## What you will do
Below are records; report how many of their lines contain the word "HeaderValue", giving only the number.

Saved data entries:
================================

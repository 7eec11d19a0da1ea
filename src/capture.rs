//! Response sinks.
//!
//! The downstream handler writes its response into a [`ResponseSink`].
//! When response templates are configured the modifier hands it a
//! [`ResponseCapture`] instead of the client's sink, so status and body can
//! still be rewritten after the handler has finished.

use bytes::{Bytes, BytesMut};
use http::header::{CONTENT_LENGTH, CONTENT_TYPE, X_CONTENT_TYPE_OPTIONS};
use http::{HeaderMap, HeaderValue, StatusCode};

/// Where a handler writes its response.
pub trait ResponseSink: Send {
    /// Response headers.
    fn headers(&self) -> &HeaderMap;

    fn headers_mut(&mut self) -> &mut HeaderMap;

    /// Set the status code.
    fn write_status(&mut self, status: StatusCode);

    /// Append body bytes.
    fn write_body(&mut self, bytes: &[u8]);
}

/// A sink that keeps what reaches the client.
///
/// Like a server connection, the first status written wins and writing
/// body bytes before any status commits `200 OK`.
#[derive(Debug, Default)]
pub struct ResponseRecorder {
    status: Option<StatusCode>,
    headers: HeaderMap,
    body: BytesMut,
}

impl ResponseRecorder {
    /// An empty recorder with no status committed.
    pub fn new() -> Self {
        Self::default()
    }

    /// The committed status, `200` if nothing was written.
    pub fn status(&self) -> StatusCode {
        self.status.unwrap_or(StatusCode::OK)
    }

    /// Body bytes written so far.
    pub fn body(&self) -> &[u8] {
        &self.body
    }

    /// The recorded response as an `http::Response`.
    pub fn into_response(self) -> http::Response<Bytes> {
        let status = self.status();
        let mut response = http::Response::new(self.body.freeze());
        *response.status_mut() = status;
        *response.headers_mut() = self.headers;
        response
    }
}

impl ResponseSink for ResponseRecorder {
    fn headers(&self) -> &HeaderMap {
        &self.headers
    }

    fn headers_mut(&mut self) -> &mut HeaderMap {
        &mut self.headers
    }

    fn write_status(&mut self, status: StatusCode) {
        self.status.get_or_insert(status);
    }

    fn write_body(&mut self, bytes: &[u8]) {
        self.status.get_or_insert(StatusCode::OK);
        self.body.extend_from_slice(bytes);
    }
}

/// Status and body captured from a downstream handler.
#[derive(Debug, Clone, PartialEq)]
pub struct CapturedResponse {
    pub status: StatusCode,
    pub body: Bytes,
}

/// A buffering stand-in for the client's sink.
///
/// Headers go straight to the wrapped sink. Status (last write wins) and
/// body bytes are held back; nothing is forwarded until the caller writes
/// the final response itself.
pub struct ResponseCapture<'a> {
    inner: &'a mut dyn ResponseSink,
    status: StatusCode,
    body: BytesMut,
}

impl<'a> ResponseCapture<'a> {
    /// Wrap `inner`. Header writes still reach it directly.
    pub fn new(inner: &'a mut dyn ResponseSink) -> Self {
        Self {
            inner,
            status: StatusCode::OK,
            body: BytesMut::new(),
        }
    }

    /// The captured status, last write wins.
    pub fn status(&self) -> StatusCode {
        self.status
    }

    /// Buffered downstream body.
    pub fn body(&self) -> &[u8] {
        &self.body
    }

    /// Release the wrapped sink and return what was captured.
    pub fn finish(self) -> CapturedResponse {
        CapturedResponse {
            status: self.status,
            body: self.body.freeze(),
        }
    }
}

impl ResponseSink for ResponseCapture<'_> {
    fn headers(&self) -> &HeaderMap {
        self.inner.headers()
    }

    fn headers_mut(&mut self) -> &mut HeaderMap {
        self.inner.headers_mut()
    }

    fn write_status(&mut self, status: StatusCode) {
        self.status = status;
    }

    fn write_body(&mut self, bytes: &[u8]) {
        self.body.extend_from_slice(bytes);
    }
}

/// Reply with a plain-text error message.
pub fn write_error(sink: &mut dyn ResponseSink, status: StatusCode, message: &str) {
    let headers = sink.headers_mut();
    headers.remove(CONTENT_LENGTH);
    headers.insert(
        CONTENT_TYPE,
        HeaderValue::from_static("text/plain; charset=utf-8"),
    );
    headers.insert(X_CONTENT_TYPE_OPTIONS, HeaderValue::from_static("nosniff"));
    sink.write_status(status);
    sink.write_body(message.as_bytes());
    sink.write_body(b"\n");
}

/// Set `Content-Length` to `len`.
pub fn set_content_length(headers: &mut HeaderMap, len: usize) {
    headers.insert(CONTENT_LENGTH, HeaderValue::from(len));
}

================================

## Solution to the problem
4